The legal challenges haven't been as mountainous as one might think, since there is a genetic connection. The trickiest bit is drafting a will that guarantees that the children end up with one of these three, even if there is no biological link between that parent and the child.
Socially, however, there have been challenges, most poignantly after the premature birth of the youngest son, who had to stay in intensive care for a few weeks after delivery.
"Liz couldn't go in to see him because she was not 'a parent.' She could go in with me or she could go in with Nick, but she could not go in by herself," Helen remembers. "We explained what the deal was to the people who seemed like they'd be cool with it. If those people were working, we'd be fine. But there were nurses in the hospital who made a point to make Liz not feel welcome."
While the oldest son is old enough to realize that his home situation is different from other kids, he seems untroubled by it. If he asks questions, they'll be answered openly and in an age-appropriate manner.

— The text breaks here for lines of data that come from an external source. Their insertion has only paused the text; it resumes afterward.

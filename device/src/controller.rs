//! The per-boot mode logic. A boot picks exactly one mode, runs it to a
//! [`RestartReason`], and the platform entry point reboots.

use std::time::Duration;

use log::{info, warn};

use countdown_common::{
    countdown::{next_wake_delay, CountdownEngine},
    BootInputs, BootMode, Configuration,
};

use crate::{
    hal::{BootSensor, ConfigStore, Display, Radio, RestartReason, TimeSync, Timer, WallClock},
    wifi::{ApNetwork, WifiConnector},
};

pub const FAILURE_RESTART_DELAY: Duration = Duration::from_secs(5);
pub const RESET_MESSAGE_DELAY: Duration = Duration::from_secs(2);

/// Reads pins and storage once and picks the boot mode. A record without
/// station credentials, or one that cannot be read at all, routes back into
/// provisioning rather than a connect loop that can never succeed.
pub fn select_boot_mode<B: BootSensor, S: ConfigStore>(sensor: &mut B, store: &mut S) -> BootMode {
    let configuration_present = match store.load() {
        Ok(Some(mut config)) => {
            config.sanitize();
            config.has_station_credentials()
        }
        Ok(None) => false,
        Err(err) => {
            warn!("configuration unreadable, treating as absent: {err:#}");
            false
        }
    };

    let autostart_disabled = store.autostart_disabled().unwrap_or_else(|err| {
        warn!("autostart marker unreadable, ignoring: {err:#}");
        false
    });

    let mode = BootMode::select(BootInputs {
        safe_mode_requested: sensor.safe_mode_requested(),
        reconfigure_requested: sensor.reconfigure_requested(),
        autostart_disabled,
        configuration_present,
    });
    info!("boot mode: {}", mode.as_str());
    mode
}

/// Safe mode does nothing but park the device: autostart off, message up,
/// reboot into a passive state for recovery over USB.
pub fn run_safe_mode_reset<D, S, T>(display: &mut D, store: &mut S, timer: &mut T) -> RestartReason
where
    D: Display,
    S: ConfigStore,
    T: Timer,
{
    if let Err(err) = store.disable_autostart() {
        warn!("failed to disable autostart: {err:#}");
    }
    if let Err(err) = display.show_lines(&["Safe mode entered.", "Rebooting now."]) {
        warn!("panel write failed: {err:#}");
    }
    timer.sleep(RESET_MESSAGE_DELAY);
    RestartReason::SafeModeRequested
}

/// Wipes the stored configuration so the next boot lands in provisioning.
/// Also the way out of recovery: the autostart marker is cleared here.
pub fn run_reconfigure_reset<D, S, T>(display: &mut D, store: &mut S, timer: &mut T) -> RestartReason
where
    D: Display,
    S: ConfigStore,
    T: Timer,
{
    if let Err(err) = store.erase() {
        warn!("failed to erase configuration: {err:#}");
    }
    if let Err(err) = store.enable_autostart() {
        warn!("failed to re-enable autostart: {err:#}");
    }
    if let Err(err) = display.show_lines(&["Settings cleared.", "Rebooting now."]) {
        warn!("panel write failed: {err:#}");
    }
    timer.sleep(RESET_MESSAGE_DELAY);
    RestartReason::Reconfigured
}

/// Brings up the setup network and puts the join instructions on the panel.
/// The platform front end then serves the form until a submission lands.
pub fn begin_provisioning<R, T, D>(
    radio: &mut R,
    timer: &mut T,
    display: &mut D,
) -> Result<ApNetwork, RestartReason>
where
    R: Radio,
    T: Timer,
    D: Display,
{
    let network = match WifiConnector::new(radio, timer).start_access_point() {
        Ok(Some(network)) => network,
        Ok(None) => {
            return Err(fail(
                display,
                timer,
                &["Setup network failed.", "Restarting..."],
                RestartReason::ApStartFailed,
            ))
        }
        Err(err) => {
            warn!("access point startup error: {err:#}");
            return Err(fail(
                display,
                timer,
                &["Setup network failed.", "Restarting..."],
                RestartReason::ApStartFailed,
            ));
        }
    };

    let url = format!("http://{}:{}", network.address, crate::provision::PROVISIONING_PORT);
    if let Err(err) = display.show_lines(&[
        &format!("Join: {}", network.ssid),
        &format!("Pass: {}", network.password),
        &url,
    ]) {
        warn!("panel write failed: {err:#}");
    }
    info!("provisioning at {url}");
    Ok(network)
}

/// The steady state: join the home network, sync the clock, then count days
/// until reboot or power loss. Never returns success; every exit is a reboot.
pub fn run_normal<D, R, T, Y, C>(
    config: &Configuration,
    display: &mut D,
    radio: &mut R,
    timer: &mut T,
    time_sync: &mut Y,
    clock: &mut C,
) -> RestartReason
where
    D: Display,
    R: Radio,
    T: Timer,
    Y: TimeSync,
    C: WallClock,
{
    let connected = WifiConnector::new(radio, timer).connect_station(&config.ssid, &config.password);
    match connected {
        Ok(Some(address)) => {
            info!("station up at {address}");
            if let Err(err) = display.show_lines(&["Connected to Wi-Fi"]) {
                warn!("panel write failed: {err:#}");
            }
        }
        Ok(None) => {
            return fail(
                display,
                timer,
                &["Wi-Fi connect failed.", "Restarting..."],
                RestartReason::WifiFailed,
            )
        }
        Err(err) => {
            warn!("station connect error: {err:#}");
            return fail(
                display,
                timer,
                &["Wi-Fi connect failed.", "Restarting..."],
                RestartReason::WifiFailed,
            );
        }
    }

    if let Err(err) = time_sync.sync() {
        warn!("time sync error: {err:#}");
        return fail(
            display,
            timer,
            &["Time sync failed.", "Restarting..."],
            RestartReason::TimeSyncFailed,
        );
    }

    let mut engine = CountdownEngine::new(config.target_date);
    loop {
        let now = clock.local_now(config.timezone);
        countdown_tick(&mut engine, now, display, &config.target_label);
        timer.sleep(next_wake_delay(now));
    }
}

/// One wake of the countdown loop. The engine memoizes, so a redundant wake
/// on the same day leaves the panel untouched.
fn countdown_tick<D: Display>(
    engine: &mut CountdownEngine,
    now: chrono::NaiveDateTime,
    display: &mut D,
    label: &str,
) {
    if let Some(frame) = engine.refresh(now) {
        info!(
            "{} days until {} ({})",
            frame.days_remaining, label, frame.target
        );
        if let Err(err) = display.show_countdown(frame.days_remaining, label) {
            warn!("panel write failed: {err:#}");
        }
    }
}

/// Failure policy: explain on the panel, hold long enough to read it, then
/// hand back the reason so the platform reboots for a clean retry.
fn fail<D: Display, T: Timer>(
    display: &mut D,
    timer: &mut T,
    lines: &[&str],
    reason: RestartReason,
) -> RestartReason {
    if let Err(err) = display.show_lines(lines) {
        warn!("panel write failed: {err:#}");
    }
    timer.sleep(FAILURE_RESTART_DELAY);
    reason
}
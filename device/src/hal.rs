//! Platform seams. Each boot wires one concrete implementation per trait and
//! hands owned handles down to the mode logic; nothing here is global.

use std::{net::Ipv4Addr, time::Duration};

use chrono::NaiveDateTime;
use countdown_common::Configuration;

/// Why the firmware is asking for a restart. Logged right before the reboot
/// so a serial capture explains every reset.
#[derive(Debug, Clone, Copy, PartialEq, Eq)]
pub enum RestartReason {
    SafeModeRequested,
    Reconfigured,
    Provisioned,
    ApStartFailed,
    WifiFailed,
    TimeSyncFailed,
}

impl RestartReason {
    pub fn as_str(self) -> &'static str {
        match self {
            Self::SafeModeRequested => "safe mode requested",
            Self::Reconfigured => "configuration cleared",
            Self::Provisioned => "new configuration saved",
            Self::ApStartFailed => "setup access point failed to start",
            Self::WifiFailed => "station connection failed",
            Self::TimeSyncFailed => "clock synchronization failed",
        }
    }
}

/// The front panel. Writes are infrequent; implementations may be as slow as
/// an e-paper refresh.
pub trait Display {
    fn show_lines(&mut self, lines: &[&str]) -> anyhow::Result<()>;
    fn show_countdown(&mut self, days_remaining: u32, label: &str) -> anyhow::Result<()>;
}

/// The two boot-time request pins, read exactly once per boot.
pub trait BootSensor {
    fn safe_mode_requested(&mut self) -> bool;
    fn reconfigure_requested(&mut self) -> bool;
}

/// Persistent configuration record plus the autostart marker. A set marker
/// parks the next boot in recovery; reconfigure and a provisioning save
/// clear it.
pub trait ConfigStore {
    fn load(&mut self) -> anyhow::Result<Option<Configuration>>;
    fn save(&mut self, config: &Configuration) -> anyhow::Result<()>;
    fn erase(&mut self) -> anyhow::Result<()>;
    fn disable_autostart(&mut self) -> anyhow::Result<()>;
    fn enable_autostart(&mut self) -> anyhow::Result<()>;
    fn autostart_disabled(&mut self) -> anyhow::Result<bool>;
}

/// The radio in either role. Address getters return `None` until the
/// interface has an address; callers poll.
pub trait Radio {
    fn start_access_point(&mut self, ssid: &str, password: &str) -> anyhow::Result<()>;
    fn access_point_address(&mut self) -> anyhow::Result<Option<Ipv4Addr>>;
    fn connect_station(&mut self, ssid: &str, password: &str) -> anyhow::Result<()>;
    fn station_address(&mut self) -> anyhow::Result<Option<Ipv4Addr>>;
    fn stop(&mut self) -> anyhow::Result<()>;
}

/// One-shot clock synchronization after the station link is up.
pub trait TimeSync {
    fn sync(&mut self) -> anyhow::Result<()>;
}

/// Local wall time at the configured fixed UTC offset.
pub trait WallClock {
    fn local_now(&mut self, utc_offset_hours: i32) -> NaiveDateTime;
}

pub trait Timer {
    fn sleep(&mut self, duration: Duration);
}

#[cfg(test)]
pub mod fakes {
    use std::collections::VecDeque;

    use super::*;

    #[derive(Debug, Default)]
    pub struct FakeDisplay {
        pub lines: Vec<Vec<String>>,
        pub frames: Vec<(u32, String)>,
    }

    impl Display for FakeDisplay {
        fn show_lines(&mut self, lines: &[&str]) -> anyhow::Result<()> {
            self.lines
                .push(lines.iter().map(|line| line.to_string()).collect());
            Ok(())
        }

        fn show_countdown(&mut self, days_remaining: u32, label: &str) -> anyhow::Result<()> {
            self.frames.push((days_remaining, label.to_string()));
            Ok(())
        }
    }

    #[derive(Debug, Default)]
    pub struct FakePins {
        pub safe_mode: bool,
        pub reconfigure: bool,
    }

    impl BootSensor for FakePins {
        fn safe_mode_requested(&mut self) -> bool {
            self.safe_mode
        }

        fn reconfigure_requested(&mut self) -> bool {
            self.reconfigure
        }
    }

    #[derive(Debug, Default)]
    pub struct MemoryStore {
        pub config: Option<Configuration>,
        pub fail_load: bool,
        pub erased: bool,
        pub autostart_disabled: bool,
    }

    impl ConfigStore for MemoryStore {
        fn load(&mut self) -> anyhow::Result<Option<Configuration>> {
            if self.fail_load {
                anyhow::bail!("storage read error");
            }
            Ok(self.config.clone())
        }

        fn save(&mut self, config: &Configuration) -> anyhow::Result<()> {
            self.config = Some(config.clone());
            Ok(())
        }

        fn erase(&mut self) -> anyhow::Result<()> {
            self.config = None;
            self.erased = true;
            Ok(())
        }

        fn disable_autostart(&mut self) -> anyhow::Result<()> {
            self.autostart_disabled = true;
            Ok(())
        }

        fn enable_autostart(&mut self) -> anyhow::Result<()> {
            self.autostart_disabled = false;
            Ok(())
        }

        fn autostart_disabled(&mut self) -> anyhow::Result<bool> {
            Ok(self.autostart_disabled)
        }
    }

    /// Address polls are scripted: each getter call pops the next entry, and
    /// an exhausted queue keeps answering `None`.
    #[derive(Debug, Default)]
    pub struct ScriptedRadio {
        pub fail_ap_start: bool,
        pub fail_station_connect: bool,
        pub ap_started: Vec<(String, String)>,
        pub ap_addresses: VecDeque<Option<Ipv4Addr>>,
        pub station_attempts: Vec<(String, String)>,
        pub station_addresses: VecDeque<Option<Ipv4Addr>>,
        pub stopped: bool,
    }

    impl Radio for ScriptedRadio {
        fn start_access_point(&mut self, ssid: &str, password: &str) -> anyhow::Result<()> {
            if self.fail_ap_start {
                anyhow::bail!("radio refused access point mode");
            }
            self.ap_started.push((ssid.to_string(), password.to_string()));
            Ok(())
        }

        fn access_point_address(&mut self) -> anyhow::Result<Option<Ipv4Addr>> {
            Ok(self.ap_addresses.pop_front().flatten())
        }

        fn connect_station(&mut self, ssid: &str, password: &str) -> anyhow::Result<()> {
            if self.fail_station_connect {
                anyhow::bail!("association failed");
            }
            self.station_attempts
                .push((ssid.to_string(), password.to_string()));
            Ok(())
        }

        fn station_address(&mut self) -> anyhow::Result<Option<Ipv4Addr>> {
            Ok(self.station_addresses.pop_front().flatten())
        }

        fn stop(&mut self) -> anyhow::Result<()> {
            self.stopped = true;
            Ok(())
        }
    }

    #[derive(Debug, Default)]
    pub struct FakeTimeSync {
        pub fail: bool,
        pub calls: u32,
    }

    impl TimeSync for FakeTimeSync {
        fn sync(&mut self) -> anyhow::Result<()> {
            self.calls += 1;
            if self.fail {
                anyhow::bail!("no response from time server");
            }
            Ok(())
        }
    }

    #[derive(Debug)]
    pub struct FixedClock {
        pub now: NaiveDateTime,
    }

    impl WallClock for FixedClock {
        fn local_now(&mut self, _utc_offset_hours: i32) -> NaiveDateTime {
            self.now
        }
    }

    #[derive(Debug, Default)]
    pub struct RecordingTimer {
        pub slept: Vec<Duration>,
    }

    impl Timer for RecordingTimer {
        fn sleep(&mut self, duration: Duration) {
            self.slept.push(duration);
        }
    }
}
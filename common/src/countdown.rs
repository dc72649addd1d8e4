use std::time::Duration;

use chrono::{Datelike, NaiveDate, NaiveDateTime, NaiveTime};

use crate::config::TargetDate;

/// Small overshoot past midnight so a fractionally-early wake still lands on
/// the new calendar day.
pub const MIDNIGHT_OVERSHOOT: Duration = Duration::from_secs(1);

/// Resolves the year of the nearest non-past occurrence of `target`: this
/// year unless the month/day has already gone by, in which case next year.
/// The target day itself counts as non-past.
pub fn resolve_target_year(today: NaiveDate, target: TargetDate) -> i32 {
    let passed = today.month() > target.month
        || (today.month() == target.month && today.day() > target.day);

    if passed {
        today.year() + 1
    } else {
        today.year()
    }
}

/// Builds the concrete target calendar date. A Feb 29 target resolved
/// against a non-leap year clamps to Feb 28.
pub fn resolve_target_date(today: NaiveDate, target: TargetDate) -> NaiveDate {
    let year = resolve_target_year(today, target);

    NaiveDate::from_ymd_opt(year, target.month, target.day)
        .or_else(|| NaiveDate::from_ymd_opt(year, target.month, target.day.saturating_sub(1)))
        .unwrap_or(today)
}

/// Whole days from `today` (midnight-normalized) to the resolved target.
/// Zero on the target day itself, never negative.
pub fn days_remaining(today: NaiveDate, target: TargetDate) -> u32 {
    let resolved = resolve_target_date(today, target);
    (resolved - today).num_days().max(0) as u32
}

/// How long to sleep so the next wake lands just past the next local
/// midnight.
pub fn next_wake_delay(now: NaiveDateTime) -> Duration {
    let Some(tomorrow) = now.date().succ_opt() else {
        return Duration::from_secs(24 * 60 * 60) + MIDNIGHT_OVERSHOOT;
    };

    let midnight = tomorrow.and_time(NaiveTime::MIN);
    let until = (midnight - now)
        .to_std()
        .unwrap_or(Duration::from_secs(1));

    until + MIDNIGHT_OVERSHOOT
}

/// One recomputed countdown value, produced only when the display needs a
/// refresh.
#[derive(Debug, Clone, Copy, PartialEq, Eq)]
pub struct CountdownFrame {
    pub days_remaining: u32,
    pub target: NaiveDate,
}

/// Tracks the last rendered value so a steady-state day produces at most one
/// display update no matter how many times the loop wakes.
#[derive(Debug, Clone)]
pub struct CountdownEngine {
    target: TargetDate,
    last_rendered: Option<u32>,
}

impl CountdownEngine {
    pub fn new(target: TargetDate) -> Self {
        Self {
            target,
            last_rendered: None,
        }
    }

    /// Recomputes against `now` (time-of-day is stripped) and returns a
    /// frame only when the value differs from the last rendered one.
    pub fn refresh(&mut self, now: NaiveDateTime) -> Option<CountdownFrame> {
        let today = now.date();
        let days = days_remaining(today, self.target);

        if self.last_rendered == Some(days) {
            return None;
        }

        self.last_rendered = Some(days);
        Some(CountdownFrame {
            days_remaining: days,
            target: resolve_target_date(today, self.target),
        })
    }

    pub fn last_rendered(&self) -> Option<u32> {
        self.last_rendered
    }
}

#[cfg(test)]
mod tests {
    use pretty_assertions::assert_eq;

    use super::*;

    fn date(year: i32, month: u32, day: u32) -> NaiveDate {
        NaiveDate::from_ymd_opt(year, month, day).unwrap()
    }

    fn at(year: i32, month: u32, day: u32, hour: u32, minute: u32) -> NaiveDateTime {
        date(year, month, day).and_hms_opt(hour, minute, 0).unwrap()
    }

    const DEC_24: TargetDate = TargetDate { month: 12, day: 24 };

    #[test]
    fn zero_exactly_on_target_day() {
        assert_eq!(days_remaining(date(2026, 12, 24), DEC_24), 0);
        assert_eq!(days_remaining(date(2026, 12, 23), DEC_24), 1);
    }

    #[test]
    fn rolls_over_to_next_year_once_passed() {
        let today = date(2026, 12, 25);
        assert_eq!(resolve_target_year(today, DEC_24), 2027);
        assert_eq!(
            days_remaining(today, DEC_24),
            (date(2027, 12, 24) - today).num_days() as u32
        );
    }

    #[test]
    fn same_month_later_day_stays_in_current_year() {
        let today = date(2026, 12, 1);
        assert_eq!(resolve_target_year(today, DEC_24), 2026);
        assert_eq!(days_remaining(today, DEC_24), 23);
    }

    #[test]
    fn never_negative_across_a_full_year() {
        let target = TargetDate { month: 6, day: 15 };
        let mut today = date(2026, 1, 1);
        while today < date(2027, 1, 1) {
            let days = days_remaining(today, target);
            if today.month() == 6 && today.day() == 15 {
                assert_eq!(days, 0);
            }
            today = today.succ_opt().unwrap();
        }
    }

    #[test]
    fn leap_day_target_clamps_in_non_leap_year() {
        let target = TargetDate { month: 2, day: 29 };

        // 2026 is not a leap year: the target resolves to Feb 28.
        let today = date(2026, 1, 15);
        assert_eq!(resolve_target_date(today, target), date(2026, 2, 28));

        // 2028 is a leap year: the real Feb 29 is used.
        let today = date(2028, 1, 15);
        assert_eq!(resolve_target_date(today, target), date(2028, 2, 29));
    }

    #[test]
    fn leap_day_target_hits_zero_on_clamped_day() {
        let target = TargetDate { month: 2, day: 29 };
        assert_eq!(days_remaining(date(2026, 2, 28), target), 0);
    }

    #[test]
    fn refresh_is_idempotent_for_the_same_day() {
        let mut engine = CountdownEngine::new(DEC_24);

        let first = engine.refresh(at(2026, 12, 20, 0, 0));
        assert_eq!(
            first,
            Some(CountdownFrame {
                days_remaining: 4,
                target: date(2026, 12, 24),
            })
        );

        // A second wake on the same day computes the same value and is
        // suppressed by the memo.
        assert_eq!(engine.refresh(at(2026, 12, 20, 13, 45)), None);
        assert_eq!(engine.last_rendered(), Some(4));
    }

    #[test]
    fn refresh_fires_again_when_the_day_changes() {
        let mut engine = CountdownEngine::new(DEC_24);

        assert!(engine.refresh(at(2026, 12, 20, 23, 59)).is_some());
        let next = engine.refresh(at(2026, 12, 21, 0, 0)).unwrap();
        assert_eq!(next.days_remaining, 3);
    }

    #[test]
    fn refresh_rolls_to_next_year_after_target_passes() {
        let mut engine = CountdownEngine::new(DEC_24);

        let on_day = engine.refresh(at(2026, 12, 24, 0, 30)).unwrap();
        assert_eq!(on_day.days_remaining, 0);

        let after = engine.refresh(at(2026, 12, 25, 0, 0)).unwrap();
        assert_eq!(after.target, date(2027, 12, 24));
        assert_eq!(after.days_remaining, 364);
    }

    #[test]
    fn wake_delay_lands_past_midnight() {
        let delay = next_wake_delay(at(2026, 3, 9, 23, 59));
        assert_eq!(delay, Duration::from_secs(60) + MIDNIGHT_OVERSHOOT);

        let delay = next_wake_delay(at(2026, 3, 9, 0, 0));
        assert_eq!(
            delay,
            Duration::from_secs(24 * 60 * 60) + MIDNIGHT_OVERSHOOT
        );
    }
}
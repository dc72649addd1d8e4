use std::{net::Ipv4Addr, time::Duration};

use log::{info, warn};
use rand::Rng;

use crate::hal::{Radio, Timer};

pub const SETUP_AP_SSID: &str = "Countdown-Setup";
pub const AP_SETTLE_DELAY: Duration = Duration::from_secs(2);
pub const ADDRESS_POLL_INTERVAL: Duration = Duration::from_secs(1);
pub const ADDRESS_POLL_ATTEMPTS: u32 = 10;

/// A running setup access point, ready to be printed on the panel.
#[derive(Debug, Clone, PartialEq, Eq)]
pub struct ApNetwork {
    pub ssid: String,
    pub password: String,
    pub address: Ipv4Addr,
}

/// Eight random digits, zero-padded. Regenerated every provisioning boot so
/// the setup network is never left open behind a well-known credential.
pub fn generate_ap_password() -> String {
    format!("{:08}", rand::thread_rng().gen_range(0..100_000_000))
}

/// Drives the radio through either role, polling for an address with the
/// supplied timer so the waits stay testable.
pub struct WifiConnector<'a, R: Radio, T: Timer> {
    radio: &'a mut R,
    timer: &'a mut T,
}

impl<'a, R: Radio, T: Timer> WifiConnector<'a, R, T> {
    pub fn new(radio: &'a mut R, timer: &'a mut T) -> Self {
        Self { radio, timer }
    }

    /// Brings up the setup access point and waits for it to get an address.
    /// `Ok(None)` means the radio started but never produced one.
    pub fn start_access_point(&mut self) -> anyhow::Result<Option<ApNetwork>> {
        let password = generate_ap_password();
        self.radio.start_access_point(SETUP_AP_SSID, &password)?;
        info!("setup access point `{SETUP_AP_SSID}` starting");

        match self.poll_address(|radio| radio.access_point_address())? {
            Some(address) => {
                // The address can land before the AP accepts joins.
                self.timer.sleep(AP_SETTLE_DELAY);
                Ok(Some(ApNetwork {
                    ssid: SETUP_AP_SSID.to_string(),
                    password,
                    address,
                }))
            }
            None => {
                warn!("setup access point never obtained an address");
                Ok(None)
            }
        }
    }

    /// Joins the configured home network. `Ok(None)` means the association
    /// went through but no address arrived within the polling window.
    pub fn connect_station(&mut self, ssid: &str, password: &str) -> anyhow::Result<Option<Ipv4Addr>> {
        self.radio.connect_station(ssid, password)?;
        info!("connecting to `{ssid}`");

        let address = self.poll_address(|radio| radio.station_address())?;
        if address.is_none() {
            warn!("no address from `{ssid}` after {ADDRESS_POLL_ATTEMPTS} polls");
        }
        Ok(address)
    }

    fn poll_address(
        &mut self,
        mut getter: impl FnMut(&mut R) -> anyhow::Result<Option<Ipv4Addr>>,
    ) -> anyhow::Result<Option<Ipv4Addr>> {
        for attempt in 1..=ADDRESS_POLL_ATTEMPTS {
            if let Some(address) = getter(self.radio)? {
                info!("address {address} acquired on poll {attempt}");
                return Ok(Some(address));
            }
            if attempt < ADDRESS_POLL_ATTEMPTS {
                self.timer.sleep(ADDRESS_POLL_INTERVAL);
            }
        }
        Ok(None)
    }
}

#[cfg(test)]
mod tests {
    use pretty_assertions::assert_eq;

    use super::*;
    use crate::hal::fakes::{RecordingTimer, ScriptedRadio};

    #[test]
    fn ap_password_is_eight_digits() {
        for _ in 0..32 {
            let password = generate_ap_password();
            assert_eq!(password.len(), 8);
            assert!(password.chars().all(|c| c.is_ascii_digit()));
        }
    }

    #[test]
    fn access_point_reports_network_once_address_arrives() {
        let mut radio = ScriptedRadio::default();
        radio.ap_addresses.extend([None, None, Some("192.168.4.1".parse().unwrap())]);
        let mut timer = RecordingTimer::default();

        let network = WifiConnector::new(&mut radio, &mut timer)
            .start_access_point()
            .unwrap()
            .unwrap();

        assert_eq!(network.ssid, SETUP_AP_SSID);
        assert_eq!(network.address, "192.168.4.1".parse::<Ipv4Addr>().unwrap());
        assert_eq!(network.password.len(), 8);

        let (ssid, password) = &radio.ap_started[0];
        assert_eq!(ssid, SETUP_AP_SSID);
        assert_eq!(password, &network.password);

        // One poll interval per miss, then the settle delay.
        assert_eq!(
            timer.slept,
            vec![ADDRESS_POLL_INTERVAL, ADDRESS_POLL_INTERVAL, AP_SETTLE_DELAY]
        );
    }

    #[test]
    fn access_point_gives_up_after_poll_budget() {
        let mut radio = ScriptedRadio::default();
        let mut timer = RecordingTimer::default();

        let network = WifiConnector::new(&mut radio, &mut timer)
            .start_access_point()
            .unwrap();

        assert_eq!(network, None);
        assert_eq!(timer.slept.len() as u32, ADDRESS_POLL_ATTEMPTS - 1);
    }

    #[test]
    fn access_point_start_failure_propagates() {
        let mut radio = ScriptedRadio {
            fail_ap_start: true,
            ..ScriptedRadio::default()
        };
        let mut timer = RecordingTimer::default();

        let result = WifiConnector::new(&mut radio, &mut timer).start_access_point();
        assert!(result.is_err());
    }

    #[test]
    fn station_connect_passes_credentials_and_polls() {
        let mut radio = ScriptedRadio::default();
        radio.station_addresses.extend([None, Some("10.0.0.7".parse().unwrap())]);
        let mut timer = RecordingTimer::default();

        let address = WifiConnector::new(&mut radio, &mut timer)
            .connect_station("HomeNet", "hunter2")
            .unwrap();

        assert_eq!(address, Some("10.0.0.7".parse::<Ipv4Addr>().unwrap()));
        assert_eq!(
            radio.station_attempts,
            vec![("HomeNet".to_string(), "hunter2".to_string())]
        );
        assert_eq!(timer.slept, vec![ADDRESS_POLL_INTERVAL]);
    }

    #[test]
    fn station_connect_returns_none_without_address() {
        let mut radio = ScriptedRadio::default();
        let mut timer = RecordingTimer::default();

        let address = WifiConnector::new(&mut radio, &mut timer)
            .connect_station("HomeNet", "hunter2")
            .unwrap();

        assert_eq!(address, None);
        assert_eq!(timer.slept.len() as u32, ADDRESS_POLL_ATTEMPTS - 1);
    }
}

"But he almost seems to have an innate understanding of it. It's weird, because it's never like we've sat down and had a talk. He knows that there are some things that we're discreet about. He's always known that there are people who are OK with it and people who aren't," Helen says.
She and Nick comment about how they marvel at single mothers with small children, wondering how they manage to get through without a break. Is it easier with three sets of hands?
"Oh, yeah. And I think one more would be great!" she jokes.
If you didn't know the specifics of her situation when you listen to Helen talk about her kids, you'd assume that she is in a conventional relationship.
"It sounds sort of trite but I really do think having kids makes you a better person in a lot of ways," she says. "I'm a lot less self-absorbed. Kids give you a focushere's the person who comes first. Also, just like any other parent, we have that sort of attitude of 'what was it that we talked and laughed about before we had kids?' They are just so much fun."
In her opinion, the definition of family is both broad and simple.
"Biology doesn't really enter in to it much," she says. "Two or more people who love and support each other. If you say you're a family, you're a family."